PROBLEM TO WORK ON =
Transcribe, word for word and without additions, each line below from the one containing "assert!(!network.authority.connection_keys().contains(&key));" through the one containing "the Authority, forwards", both ends included.

GIVEN DATA =
=====
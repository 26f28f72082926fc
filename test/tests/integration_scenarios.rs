use futures::FutureExt;
use graft_client::shared::Store;
use graft_server::{AuthorityError, Listener};
use graft_shared::{Change, ContainerChangeType, EntityId, MemoryStore};
use graft_test::{fixtures, seed, stored, TestNetwork};
use serde_json::json;

fn id(value: &str) -> EntityId {
    EntityId::new(value)
}

#[test]
fn empty_storage_boots_default_root_for_dependents() {
    let mut network = TestNetwork::new();
    let index = network.add_shared_dependent();

    let future = network.dependent(index).get_entity(&id("Root"), -1).unwrap();
    let exchange = network.exchange();

    let root = future.now_or_never().unwrap().unwrap();
    assert_eq!(root.class_name(), "Root");
    assert!(network.dependent(index).graph().contains(&id("Screen")));
    assert!(exchange.authority_errors.is_empty());
    let key = network.test_dependent(index).key;
    let listeners = network.authority.listeners(&key).unwrap();
    assert!(listeners.contains(&Listener {
        entity_id: id("Root"),
        depth: -1
    }));
    assert!(listeners.contains(&Listener {
        entity_id: id("Screen"),
        depth: -1
    }));
}

#[test]
fn dependent_without_storage_fetches_from_authority() {
    let mut network = TestNetwork::seeded();
    let index = network.add_dependent(MemoryStore::new());

    let mut future = network
        .dependent(index)
        .get_entity(&id("Display-1"), -1)
        .unwrap();
    assert!((&mut future).now_or_never().is_none());
    let exchange = network.exchange();

    assert!(exchange.authority_errors.is_empty());
    let display = future.now_or_never().unwrap().unwrap();
    assert_eq!(display.value("width"), Some(&json!(1920.0)));
    let browser = network.dependent(index).entity(&id("Browser-1")).unwrap();
    assert_eq!(browser.value("x"), Some(&json!(0.25)));
    assert!(network.test_dependent(index).store.keys().unwrap().is_empty());
}

#[test]
fn property_change_is_applied_persisted_and_relayed() {
    let mut network = TestNetwork::seeded();
    let writer = network.add_shared_dependent();
    let reader = network.add_shared_dependent();
    for index in [writer, reader] {
        network.dependent(index).get_entity(&id("Root"), -1).unwrap();
    }
    network.exchange();

    let commit = network
        .dependent(writer)
        .set(&id("Browser-1"), "x", json!(0.3))
        .unwrap();
    assert!(commit.is_local());
    let exchange = network.exchange();

    assert_eq!(exchange.authority_changes.len(), 1);
    assert_eq!(
        exchange.authority_changes[0].0,
        network.test_dependent(writer).key
    );
    assert_eq!(
        network.authority.entity(&id("Browser-1")).unwrap().value("x"),
        Some(&json!(0.3))
    );
    assert_eq!(stored(&network.store, "Browser-1").unwrap()["x"], json!(0.3));

    assert!(exchange.dependent_changes[writer].is_empty());
    assert_eq!(exchange.dependent_changes[reader].len(), 1);
    assert_eq!(
        network.dependent(reader).entity(&id("Browser-1")).unwrap().value("x"),
        Some(&json!(0.3))
    );
}

#[test]
fn container_insert_is_constructed_everywhere() {
    let mut network = TestNetwork::seeded();
    let writer = network.add_shared_dependent();
    let reader = network.add_shared_dependent();
    for index in [writer, reader] {
        network.dependent(index).get_entity(&id("Root"), -1).unwrap();
    }
    network.exchange();

    let (key, _) = network
        .dependent(writer)
        .container_insert(
            &id("Browser-1"),
            "plugins",
            fixtures::clock("Plugin-7", "Browser-1", "#000000"),
        )
        .unwrap();
    assert_eq!(key, id("Plugin-7"));
    let exchange = network.exchange();

    assert!(exchange.authority_errors.is_empty());
    let clock = network.authority.entity(&id("Plugin-7")).unwrap();
    assert_eq!(clock.class_name(), "AnalogClock");
    assert_eq!(stored(&network.store, "Plugin-7").unwrap()["color"], json!("#000000"));
    assert_eq!(
        stored(&network.store, "Browser-1").unwrap()["plugins"],
        json!({ "Plugin-7": null })
    );

    match exchange.dependent_changes[reader].as_slice() {
        [Change::Container(change)] => {
            assert_eq!(change.kind, ContainerChangeType::Add);
            assert_eq!(change.key, id("Plugin-7"));
            assert_eq!(change.new_value.as_ref().unwrap()["className"], json!("AnalogClock"));
        }
        other => panic!("Expected one container change, got {:?}", other),
    }
    let copy = network.dependent(reader).entity(&id("Plugin-7")).unwrap();
    assert_eq!(copy.value("color"), Some(&json!("#000000")));
    let view = network.dependent(reader).plugin_view(&id("Plugin-7")).unwrap();
    assert_eq!(view.scaled_bounds.unwrap().x, 480.0);
}

#[test]
fn corrupt_screen_record_is_recreated() {
    let store = MemoryStore::new();
    seed(&store, &fixtures::tree());
    store.set("Screen", b"{ not json").unwrap();

    let network = TestNetwork::with_store(store);

    let screen = network.authority.entity(&id("Screen")).unwrap();
    assert!(screen.container("displays").unwrap().is_empty());
    let record = stored(&network.store, "Screen").unwrap();
    assert_eq!(record["className"], json!("Screen"));
    assert_eq!(record["displays"], json!({}));
}

#[test]
fn init_handshake_replaces_authority_tree() {
    let mut network = TestNetwork::new();
    let dependent_store = MemoryStore::new();
    seed(&dependent_store, &fixtures::tree());
    let owner = network.add_dependent(dependent_store);
    network.dependent(owner).get_entity(&id("Root"), -1).unwrap();

    network.dependent(owner).init_authority().unwrap();
    let exchange = network.exchange();

    assert!(exchange.authority_errors.is_empty());
    assert!(network.authority.is_initialized());
    assert!(network.authority.graph().contains(&id("Browser-1")));
    assert_eq!(stored(&network.store, "Browser-1").unwrap()["x"], json!(0.25));

    let intruder = network.add_shared_dependent();
    network.dependent(intruder).get_entity(&id("Root"), -1).unwrap();
    network.dependent(intruder).init_authority().unwrap();
    let exchange = network.exchange();

    match exchange.authority_errors.as_slice() {
        [AuthorityError::AlreadyInitialized { .. }] => {}
        other => panic!("Expected AlreadyInitialized error, got {:?}", other),
    }
}

#[test]
fn announced_schema_reaches_other_dependents() {
    let mut network = TestNetwork::seeded();
    let announcer = network.add_shared_dependent();
    let listener = network.add_shared_dependent();

    network
        .dependent(announcer)
        .add_schema(fixtures::ticker())
        .unwrap();
    network.exchange();

    assert!(network.authority.context().schemas.contains("Ticker"));
    assert!(network
        .dependent(listener)
        .context()
        .schemas
        .contains("Ticker"));
}

#[test]
fn closed_link_disconnects_dependent() {
    let mut network = TestNetwork::seeded();
    let index = network.add_shared_dependent();
    let key = network.test_dependent(index).key;

    network.test_dependent(index).link.disconnect();
    network.exchange();

    assert!(!network.authority.connection_keys().contains(&key));
}
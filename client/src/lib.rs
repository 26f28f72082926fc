//! # Graft Client
//! A Dependent of a graft graph: holds a partial replica of the configuration
//! tree, loaded from local storage or fetched from the Authority, forwards
//! local changes to the Authority and applies the changes it relays.

#![deny(
    trivial_casts,
    trivial_numeric_casts,
    unstable_features,
    unused_import_braces
)]

pub mod shared {
    pub use graft_shared::{
        builtin, constants, Change, Commit, ConnectionConfig, Entity, EntityId, FileStore,
        GraphContext, MemoryStore, Message, MessageReceiver, MessageSender, Registration,
        SchemaRegistry, Store, TransportError,
    };
}

mod connection;
mod dependent;
mod error;
mod events;
mod plugin;

pub use dependent::{dependent::Dependent, dependent_config::DependentConfig};
pub use error::DependentError;
pub use events::{
    AddSchemaEvent, ChangeEvent, DependentEvent, DependentEvents, ErrorEvent, SnapshotEvent,
};
pub use plugin::plugin_view::{Bounds, PluginView};
pub mod builtin;
pub mod class_fragment;
pub mod composer;
pub mod error;
pub mod schema_registry;
pub mod simplified_schema;
pub mod validator;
=====
EXERCISE RESULT =
    assert!(!network.authority.connection_keys().contains(&key));
}
filename client/src/lib.rs
repository 26f28f72082926fc
//! # Graft Client
//! A Dependent of a graft graph: holds a partial replica of the configuration
//! tree, loaded from local storage or fetched from the Authority, forwards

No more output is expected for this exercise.